07 novembro 2020

Crônica de finados

Linda ninfa nua

Cícero Belmar*

 

A frase parece ser de um coach, aquele profissional que incentiva clientes com palavras inteligentes e motivacionais. Mas ela é um trecho da letra de uma canção de Gilberto Gil. Ligo o aplicativo de música no smartphone e a cantora baiana Simone interpreta: “Se a morte faz parte da vida e se vale a pena viver, então morrer vale a pena…”.

A música tem tudo a ver com o momento em que escrevo esta crônica para dois de novembro. O nome da música é: “Então vale a pena”. A letra, profunda, quase uma tese de doutorado para as áreas de psicologia ou filosofia. Ouço e em seguida, telefono para uma amiga, conversamos sobre a música.

A amiga garante que, antes de Gilberto Gil, o alemão Immanuel Kant, um dos filósofos mais estudados da modernidade, já apresentou uma teoria com essa mesma linha de que o homem feliz morre feliz.  Na voz da cantora popular, a frase filosófica soa como poesia: “Quem ama sua vida, abraça a sua morte, como a uma linda ninfa nua”.

Hoje, dedicado aos Finados, porém, não há clima para as reflexões acadêmicas. A realidade é ferida aberta e não dá para filosofar no exato instante da aflição. Cerca de 160 mil famílias brasileiras, neste momento, estão chorando os seus mortos pela Covid-19. A perda é irreparável.

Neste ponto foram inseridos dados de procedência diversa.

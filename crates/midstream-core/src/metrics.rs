use std::sync::atomic::{AtomicI32, AtomicU64, Ordering};
use std::sync::Arc;

#[derive(Debug, Clone, Copy, Default, PartialEq, Eq)]
pub struct ProxyMetrics {
    pub active_clients: i32,
    pub total_requests: u64,
    pub failed_requests: u64,
}

#[derive(Debug, Default)]
pub(crate) struct ProxyMetricsStore {
    active_clients: AtomicI32,
    total_requests: AtomicU64,
    failed_requests: AtomicU64,
}

impl ProxyMetricsStore {
    pub(crate) fn snapshot(&self) -> ProxyMetrics {
        ProxyMetrics {
            active_clients: self.active_clients.load(Ordering::Relaxed),
            total_requests: self.total_requests.load(Ordering::Relaxed),
            failed_requests: self.failed_requests.load(Ordering::Relaxed),
        }
    }

    pub(crate) fn active_clients(&self) -> i32 {
        self.active_clients.load(Ordering::Relaxed)
    }

    pub(crate) fn record_request_start(&self) {
        self.active_clients.fetch_add(1, Ordering::Relaxed);
        self.total_requests.fetch_add(1, Ordering::Relaxed);
    }

    pub(crate) fn record_request_end(&self) {
        self.active_clients.fetch_sub(1, Ordering::Relaxed);
    }

    pub(crate) fn record_request_failure(&self) {
        self.failed_requests.fetch_add(1, Ordering::Relaxed);
    }
}

pub(crate) struct ActiveRequestGuard {
    store: Arc<ProxyMetricsStore>,
}

impl ActiveRequestGuard {
    pub(crate) fn enter(store: Arc<ProxyMetricsStore>) -> Self {
        store.record_request_start();
        Self { store }
    }
}

impl Drop for ActiveRequestGuard {
    fn drop(&mut self) {
        self.store.record_request_end();
    }
}

#[cfg(test)]
mod tests {
    use std::sync::Arc;

    use super::{ActiveRequestGuard, ProxyMetricsStore};

    #[test]
    fn guard_balances_active_count() {
        let store = Arc::new(ProxyMetricsStore::default());
        {
            let _first = ActiveRequestGuard::enter(Arc::clone(&store));
            let _second = ActiveRequestGuard::enter(Arc::clone(&store));
            assert_eq!(store.active_clients(), 2);
        }
        assert_eq!(store.active_clients(), 0);
        assert_eq!(store.snapshot().total_requests, 2);
    }

    #[test]
    fn failures_accumulate_independently() {
        let store = ProxyMetricsStore::default();
        store.record_request_failure();
        store.record_request_failure();
        let snapshot = store.snapshot();
        assert_eq!(snapshot.failed_requests, 2);
        assert_eq!(snapshot.total_requests, 0);
    }
}
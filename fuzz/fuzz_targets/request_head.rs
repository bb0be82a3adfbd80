#![no_main]

use libfuzzer_sys::fuzz_target;

fuzz_target!(|data: &[u8]| {
    let _ = midstream_core::parse_request_head(data);
});
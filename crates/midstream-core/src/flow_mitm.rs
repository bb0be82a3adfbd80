use std::io;

use tokio::io::AsyncWriteExt;
use tokio_rustls::TlsAcceptor;
use tracing::{debug, error};

use crate::client_stream::{ClientStream, CountingWriter};
use crate::context::{FlowContext, ProxyRequest, Scheme};
use crate::delegate::{ProxyDelegate, UpstreamEvent};
use crate::errors::{write_proxy_error_body, FailureKind};
use crate::http1::{
    parse_request_head, serialize_response_head, BufferedStream, ESTABLISHED_RESPONSE,
};
use crate::proxy::Proxy;
use crate::transport::RoundTrip;

pub(crate) async fn forward_mitm<D: ProxyDelegate>(
    proxy: &Proxy<D>,
    ctx: &mut FlowContext,
    mut client: ClientStream,
) {
    debug!(host = %ctx.request.host, "terminating TLS for CONNECT target");

    let tls_config = match proxy.server_tls_config(&ctx.request.host) {
        Ok(config) => config,
        Err(provider_error) => {
            error!(host = %ctx.request.host, error = %provider_error, "leaf certificate issuance failed");
            let message = format!(
                "generating TLS config for {} failed: {provider_error}",
                ctx.request.host
            );
            if client.write_error_head(502, "Bad Gateway").await.is_ok() {
                let _ = write_proxy_error_body(ctx, &mut client, 502, &message, None).await;
            }
            ctx.record_failure(FailureKind::HttpsGenerateTlsConfigFail, provider_error.to_string());
            return;
        }
    };

    ctx.hijacked = true;
    if let Err(write_error) = client.write_all(ESTABLISHED_RESPONSE).await {
        ctx.record_failure(FailureKind::HttpsWriteEstablishedFail, write_error.to_string());
        return;
    }

    let tls_stream = match TlsAcceptor::from(tls_config).accept(client).await {
        Ok(stream) => stream,
        Err(handshake_error) => {
            error!(host = %ctx.request.host, error = %handshake_error, "client TLS handshake failed");
            ctx.record_failure(FailureKind::HttpsTlsHandshakeFail, handshake_error.to_string());
            return;
        }
    };
    let mut inner = BufferedStream::new(tls_stream);

    let raw_head = match inner.read_head(proxy.max_head_bytes()).await {
        // Clean disconnect after the handshake is a normal client close.
        Ok(None) => return,
        Ok(Some(raw)) => raw,
        Err(read_error) => {
            if read_error.kind() != io::ErrorKind::UnexpectedEof {
                ctx.record_failure(FailureKind::HttpsReadRequestFail, read_error.to_string());
            }
            return;
        }
    };

    let inner_head = match parse_request_head(&raw_head) {
        Ok(head) => head,
        Err(parse_error) => {
            ctx.record_failure(FailureKind::HttpsReadRequestFail, parse_error.to_string());
            return;
        }
    };
    let inner_host = match inner_head.headers.get("host").and_then(|value| value.to_str().ok()) {
        Some(host) => host.to_string(),
        None => {
            ctx.record_failure(
                FailureKind::HttpsReadRequestFail,
                "inner request is missing a Host header",
            );
            return;
        }
    };

    ctx.request = ProxyRequest {
        head: inner_head,
        scheme: Scheme::Https,
        host: inner_host,
        client_addr: ctx.request.client_addr.clone(),
    };

    let round_trip = proxy
        .transport()
        .round_trip(proxy.delegate(), ctx, &mut inner)
        .await;

    match round_trip {
        RoundTrip::Aborted => {}
        RoundTrip::Upstream(Err(upstream_error)) => {
            error!(host = %ctx.request.host, error = %upstream_error, "upstream request failed inside MITM session");
            let message = format!(
                "forwarding {} failed: {upstream_error}",
                ctx.request.host
            );
            let _ =
                write_proxy_error_body(ctx, &mut inner, 502, &message, Some("HTTP/1.1 502 ")).await;
            ctx.record_failure(FailureKind::HttpsDoRequestFail, upstream_error.to_string());
        }
        RoundTrip::Upstream(Ok(mut response)) => {
            proxy
                .delegate()
                .during_response(ctx, &UpstreamEvent::Response(&response.head))
                .await;

            let mut counting = CountingWriter::new(&mut inner);
            let written = async {
                counting
                    .write_all(&serialize_response_head(&response.head))
                    .await?;
                response.relay_body_to(&mut counting).await
            }
            .await;
            ctx.response_bytes += counting.written();

            if let Err(write_error) = written {
                error!(host = %ctx.request.host, error = %write_error, "writing response into TLS session failed");
                ctx.record_failure(FailureKind::HttpsWriteResponseFail, write_error.to_string());
            }
            if ctx.mark_closed() {
                response.finish();
            }
        }
    }

    if ctx.mark_closed() {
        let _ = inner.shutdown().await;
    }
}
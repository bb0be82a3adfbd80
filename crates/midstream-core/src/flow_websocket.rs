use std::io;

use rustls::pki_types::ServerName;
use tokio::io::{AsyncRead, AsyncWrite, AsyncWriteExt};
use tokio_rustls::{TlsAcceptor, TlsConnector};
use tracing::{debug, error};

use crate::client_stream::ClientStream;
use crate::context::{FlowContext, ProxyRequest, Scheme};
use crate::delegate::ProxyDelegate;
use crate::errors::FailureKind;
use crate::http1::{
    parse_request_head, serialize_request_head, BufferedStream, ESTABLISHED_RESPONSE,
};
use crate::proxy::Proxy;
use crate::pump::transfer;
use crate::transport::{connect_tcp, origin_form, split_authority};

pub(crate) async fn forward_websocket<D: ProxyDelegate>(
    proxy: &Proxy<D>,
    ctx: &mut FlowContext,
    mut client: ClientStream,
) {
    debug!(host = %ctx.request.host, "relaying websocket upgrade");

    let parent = proxy.delegate().parent_proxy(ctx).await;
    if ctx.aborted() {
        ctx.record_failure_kind(FailureKind::ParentProxyFail);
        return;
    }

    ctx.request.scheme = Scheme::Ws;
    let dial_authority = parent
        .as_ref()
        .map(|upstream| upstream.authority.clone())
        .unwrap_or_else(|| ctx.request.host.clone());

    let target = match connect_tcp(&dial_authority, 80, proxy.tunnel_dial_timeout()).await {
        Ok(conn) => conn,
        Err(dial_error) => {
            error!(host = %ctx.request.host, error = %dial_error, "websocket target dial failed");
            let _ = client.write_error_head(502, "Bad Gateway").await;
            ctx.record_failure(FailureKind::WebsocketDialFail, dial_error.to_string());
            return;
        }
    };

    ctx.hijacked = true;
    let mut target = BufferedStream::new(target);

    if let Err(handshake_error) =
        relay_upgrade_handshake(ctx, &mut client, &mut target, proxy.max_head_bytes()).await
    {
        error!(host = %ctx.request.host, error = %handshake_error, "websocket handshake relay failed");
        ctx.record_failure(FailureKind::WebsocketHandshakeFail, handshake_error.to_string());
        return;
    }

    let summary = transfer(client, target).await;
    ctx.request_bytes += summary.client_to_target;
    ctx.response_bytes += summary.target_to_client;
    if let Some(copy_error) = summary.first_error() {
        ctx.record_failure(FailureKind::TunnelWriteConnFail, copy_error.to_string());
    }
    ctx.mark_closed();
}

pub(crate) async fn forward_websocket_tls<D: ProxyDelegate>(
    proxy: &Proxy<D>,
    ctx: &mut FlowContext,
    mut client: ClientStream,
) {
    debug!(host = %ctx.request.host, "terminating TLS for websocket CONNECT target");

    let parent = proxy.delegate().parent_proxy(ctx).await;
    if ctx.aborted() {
        ctx.record_failure_kind(FailureKind::ParentProxyFail);
        return;
    }

    let tls_config = match proxy.server_tls_config(&ctx.request.host) {
        Ok(config) => config,
        Err(provider_error) => {
            error!(host = %ctx.request.host, error = %provider_error, "leaf certificate issuance failed");
            let _ = client.write_error_head(502, "Bad Gateway").await;
            ctx.record_failure(
                FailureKind::TlsWebsocketGenerateTlsConfigFail,
                provider_error.to_string(),
            );
            return;
        }
    };

    ctx.hijacked = true;
    if let Err(write_error) = client.write_all(ESTABLISHED_RESPONSE).await {
        ctx.record_failure(
            FailureKind::TlsWebsocketWriteEstablishedFail,
            write_error.to_string(),
        );
        return;
    }

    let tls_client = match TlsAcceptor::from(tls_config).accept(client).await {
        Ok(stream) => stream,
        Err(handshake_error) => {
            error!(host = %ctx.request.host, error = %handshake_error, "client TLS handshake failed");
            ctx.record_failure(
                FailureKind::TlsWebsocketTlsHandshakeFail,
                handshake_error.to_string(),
            );
            return;
        }
    };
    let mut inner = BufferedStream::new(tls_client);

    let raw_head = match inner.read_head(proxy.max_head_bytes()).await {
        Ok(None) => return,
        Ok(Some(raw)) => raw,
        Err(read_error) => {
            if read_error.kind() != io::ErrorKind::UnexpectedEof {
                ctx.record_failure(
                    FailureKind::TlsWebsocketReadRequestFail,
                    read_error.to_string(),
                );
            }
            return;
        }
    };
    let inner_head = match parse_request_head(&raw_head) {
        Ok(head) => head,
        Err(parse_error) => {
            ctx.record_failure(
                FailureKind::TlsWebsocketReadRequestFail,
                parse_error.to_string(),
            );
            return;
        }
    };
    let inner_host = match inner_head.headers.get("host").and_then(|value| value.to_str().ok()) {
        Some(host) => host.to_string(),
        None => {
            ctx.record_failure(
                FailureKind::TlsWebsocketReadRequestFail,
                "inner request is missing a Host header",
            );
            return;
        }
    };

    ctx.request = ProxyRequest {
        head: inner_head,
        scheme: Scheme::Wss,
        host: inner_host,
        client_addr: ctx.request.client_addr.clone(),
    };

    let dial_authority = parent
        .as_ref()
        .map(|upstream| upstream.authority.clone())
        .unwrap_or_else(|| ctx.request.host.clone());

    let target_tls = match dial_tls_target(proxy, &dial_authority, &ctx.request.host).await {
        Ok(stream) => stream,
        Err(dial_error) => {
            error!(host = %ctx.request.host, error = %dial_error, "websocket TLS target dial failed");
            ctx.record_failure(FailureKind::TlsWebsocketDialFail, dial_error.to_string());
            return;
        }
    };
    let mut target = BufferedStream::new(target_tls);

    if let Err(handshake_error) =
        relay_upgrade_handshake(ctx, &mut inner, &mut target, proxy.max_head_bytes()).await
    {
        error!(host = %ctx.request.host, error = %handshake_error, "websocket handshake relay failed");
        ctx.record_failure(
            FailureKind::TlsWebsocketHandshakeFail,
            handshake_error.to_string(),
        );
        return;
    }

    let summary = transfer(inner, target).await;
    ctx.request_bytes += summary.client_to_target;
    ctx.response_bytes += summary.target_to_client;
    if let Some(copy_error) = summary.first_error() {
        ctx.record_failure(FailureKind::TunnelWriteConnFail, copy_error.to_string());
    }
    ctx.mark_closed();
}

async fn dial_tls_target<D: ProxyDelegate>(
    proxy: &Proxy<D>,
    authority: &str,
    sni_host: &str,
) -> io::Result<tokio_rustls::client::TlsStream<tokio::net::TcpStream>> {
    let tcp = connect_tcp(authority, 443, proxy.tunnel_dial_timeout()).await?;
    let (host, _) = split_authority(sni_host, 443)?;
    let server_name = ServerName::try_from(host)
        .map_err(|_| io::Error::new(io::ErrorKind::InvalidInput, "invalid upstream server name"))?;
    let connector = TlsConnector::from(proxy.upstream_tls_config());
    tokio::time::timeout(
        proxy.tls_handshake_timeout(),
        connector.connect(server_name, tcp),
    )
    .await
    .map_err(|_| io::Error::new(io::ErrorKind::TimedOut, "upstream TLS handshake timed out"))?
}

async fn relay_upgrade_handshake<C, T>(
    ctx: &FlowContext,
    client: &mut C,
    target: &mut BufferedStream<T>,
    max_head_bytes: usize,
) -> io::Result<()>
where
    C: AsyncRead + AsyncWrite + Unpin,
    T: AsyncRead + AsyncWrite + Unpin,
{
    let head = &ctx.request.head;
    let request_bytes = serialize_request_head(
        &head.method,
        &origin_form(&head.target),
        head.version,
        &head.headers,
        head.body_mode,
    );
    target.write_all(&request_bytes).await?;
    target.flush().await?;

    let response = target.read_head(max_head_bytes).await?.ok_or_else(|| {
        io::Error::new(
            io::ErrorKind::UnexpectedEof,
            "target closed before websocket handshake response",
        )
    })?;
    client.write_all(&response).await?;
    client.flush().await
}
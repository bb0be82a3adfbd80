use http::header::{HeaderMap, HeaderName};

use crate::http1::header_has_token;

pub const HOP_BY_HOP_HEADERS: [&str; 9] = [
    "connection",
    "proxy-connection",
    "keep-alive",
    "proxy-authenticate",
    "proxy-authorization",
    "te",
    "trailer",
    "transfer-encoding",
    "upgrade",
];

pub const MITM_HEADER: &str = "mitm";
pub const MITM_HEADER_ENABLED: &str = "Enabled";

pub fn remove_connection_listed(headers: &mut HeaderMap) {
    let listed = headers
        .get_all("connection")
        .iter()
        .filter_map(|value| value.to_str().ok())
        .flat_map(|value| value.split(','))
        .filter_map(|token| {
            let token = token.trim();
            if token.is_empty() {
                return None;
            }
            HeaderName::from_bytes(token.as_bytes()).ok()
        })
        .collect::<Vec<_>>();
    for name in listed {
        headers.remove(name);
    }
}

pub fn remove_hop_by_hop(headers: &mut HeaderMap) {
    for name in HOP_BY_HOP_HEADERS {
        headers.remove(name);
    }
}

pub fn remove_mitm_marker(headers: &mut HeaderMap) {
    headers.remove(MITM_HEADER);
}

pub fn is_mitm_enabled(headers: &HeaderMap) -> bool {
    headers
        .get(MITM_HEADER)
        .and_then(|value| value.to_str().ok())
        .map(|value| value == MITM_HEADER_ENABLED)
        .unwrap_or(false)
}

pub fn is_websocket_upgrade(headers: &HeaderMap) -> bool {
    header_has_token(headers, "connection", "upgrade")
        && header_has_token(headers, "upgrade", "websocket")
}

pub fn copy_headers(dst: &mut HeaderMap, src: &HeaderMap) {
    for (name, value) in src {
        dst.append(name.clone(), value.clone());
    }
}

#[cfg(test)]
mod tests {
    use http::header::HeaderMap;
    use http::HeaderValue;

    use super::{
        copy_headers, is_mitm_enabled, is_websocket_upgrade, remove_connection_listed,
        remove_hop_by_hop, remove_mitm_marker,
    };

    fn headers(entries: &[(&str, &str)]) -> HeaderMap {
        let mut map = HeaderMap::new();
        for (name, value) in entries {
            map.append(
                http::header::HeaderName::from_bytes(name.as_bytes()).expect("name"),
                HeaderValue::from_str(value).expect("value"),
            );
        }
        map
    }

    #[test]
    fn connection_listed_headers_are_stripped() {
        let mut map = headers(&[
            ("connection", "X-Session-Token, , keep-alive"),
            ("x-session-token", "abc"),
            ("keep-alive", "timeout=5"),
            ("accept", "*/*"),
        ]);
        remove_connection_listed(&mut map);
        assert!(map.get("x-session-token").is_none());
        assert!(map.get("keep-alive").is_none());
        assert!(map.get("accept").is_some());
    }

    #[test]
    fn hop_by_hop_set_is_stripped() {
        let mut map = headers(&[
            ("proxy-connection", "keep-alive"),
            ("transfer-encoding", "chunked"),
            ("upgrade", "websocket"),
            ("host", "example.com"),
        ]);
        remove_hop_by_hop(&mut map);
        assert!(map.get("proxy-connection").is_none());
        assert!(map.get("transfer-encoding").is_none());
        assert!(map.get("upgrade").is_none());
        assert_eq!(map.get("host").expect("host"), "example.com");
    }

    #[test]
    fn mitm_marker_detection_and_removal() {
        let mut map = headers(&[("mitm", "Enabled")]);
        assert!(is_mitm_enabled(&map));
        remove_mitm_marker(&mut map);
        assert!(!is_mitm_enabled(&map));

        let map = headers(&[("mitm", "enabled")]);
        assert!(!is_mitm_enabled(&map), "marker value is case-sensitive");
    }

    #[test]
    fn websocket_upgrade_requires_both_tokens() {
        let map = headers(&[("connection", "keep-alive, Upgrade"), ("upgrade", "WebSocket")]);
        assert!(is_websocket_upgrade(&map));

        let map = headers(&[("connection", "upgrade")]);
        assert!(!is_websocket_upgrade(&map));

        let map = headers(&[("upgrade", "websocket")]);
        assert!(!is_websocket_upgrade(&map));
    }

    #[test]
    fn copy_headers_keeps_repeated_values() {
        let src = headers(&[("set-cookie", "a=1"), ("set-cookie", "b=2")]);
        let mut dst = HeaderMap::new();
        copy_headers(&mut dst, &src);
        assert_eq!(dst.get_all("set-cookie").iter().count(), 2);
    }
}
use tokio::io::AsyncWriteExt;
use tracing::{debug, error};

use crate::client_stream::ClientStream;
use crate::context::{FlowContext, Scheme};
use crate::delegate::{ProxyDelegate, UpstreamEvent};
use crate::errors::{write_proxy_error_body, FailureKind};
use crate::http1::serialize_response_head;
use crate::proxy::Proxy;
use crate::transport::RoundTrip;

#[derive(Debug, Clone, Copy, PartialEq, Eq)]
pub(crate) enum HttpFlowEnd {
    KeepAlive,
    Close,
}

pub(crate) async fn forward_http<D: ProxyDelegate>(
    proxy: &Proxy<D>,
    ctx: &mut FlowContext,
    client: &mut ClientStream,
) -> HttpFlowEnd {
    debug!(host = %ctx.request.host, "forwarding plain HTTP request");
    ctx.request.scheme = Scheme::Http;

    let request_close = ctx.request.head.connection_close;
    let round_trip = proxy
        .transport()
        .round_trip(proxy.delegate(), ctx, client.buffered())
        .await;

    match round_trip {
        RoundTrip::Aborted => HttpFlowEnd::Close,
        RoundTrip::Upstream(Err(upstream_error)) => {
            error!(host = %ctx.request.host, error = %upstream_error, "upstream request failed");
            let message = format!(
                "forwarding {} failed: {upstream_error}",
                ctx.request.host
            );
            if client.write_error_head(502, "Bad Gateway").await.is_ok() {
                let _ = write_proxy_error_body(ctx, client, 502, &message, None).await;
            }
            ctx.record_failure(FailureKind::HttpDoRequestFail, upstream_error.to_string());
            HttpFlowEnd::Close
        }
        RoundTrip::Upstream(Ok(mut response)) => {
            proxy
                .delegate()
                .during_response(ctx, &UpstreamEvent::Response(&response.head))
                .await;

            let head_bytes = serialize_response_head(&response.head);
            if let Err(write_error) = client.write_all(&head_bytes).await {
                error!(host = %ctx.request.host, error = %write_error, "writing response head to client failed");
                ctx.record_failure(FailureKind::HttpWriteClientFail, write_error.to_string());
                if ctx.mark_closed() {
                    response.finish();
                }
                return HttpFlowEnd::Close;
            }

            let response_close = response.head.connection_close;
            let relayed = response.relay_body_to(client).await;
            let end = match relayed {
                Ok(moved) => {
                    ctx.response_bytes += moved;
                    if request_close || response_close {
                        HttpFlowEnd::Close
                    } else {
                        HttpFlowEnd::KeepAlive
                    }
                }
                Err(relay_error) => {
                    error!(host = %ctx.request.host, error = %relay_error, "writing response body to client failed");
                    ctx.record_failure(FailureKind::HttpWriteClientFail, relay_error.to_string());
                    HttpFlowEnd::Close
                }
            };

            if ctx.mark_closed() {
                response.finish();
            }
            end
        }
    }
}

No ano passado, nesta mesma data, não imaginaríamos imensa dor. De março para cá, o aumento de óbitos tem sido o principal motivo de nossas tristezas, ansiedades e desesperanças. Mesmo quem não perdeu alguém, irmana-se na compaixão.

Neste dia de reverência aos nossos queridos, também somos levados a entender que a pandemia nos fez experimentar diversos tipos de mortes. A quarentena rigorosa, por exemplo, impediu nossas almas de tomarem posse de nossas vidas por meses seguidos.

As incertezas e  temores, de alguma forma, tornaram impraticável vivermos plenamente. O custo físico, psicológico e espiritual faz parte de uma fatura que chegará no futuro e ainda não dá sequer para calcular. Morremos diariamente no tempo que passa.

Hoje é um ótimo dia para pensar na vida que nos resta viver.

Pensamos pouco na morte como se o tema fosse acusador de nossa morbidez. Mas, no fundo, o evitamos para não perguntar se estamos fazendo da vida algo que realmente valha a pena antes de morrer.

*Cícero Belmar  é escritor e jornalista. Autor de contos, romances, biografias, peças de teatro e livros para crianças e jovens. Membro da Academia Pernambucana de Letras.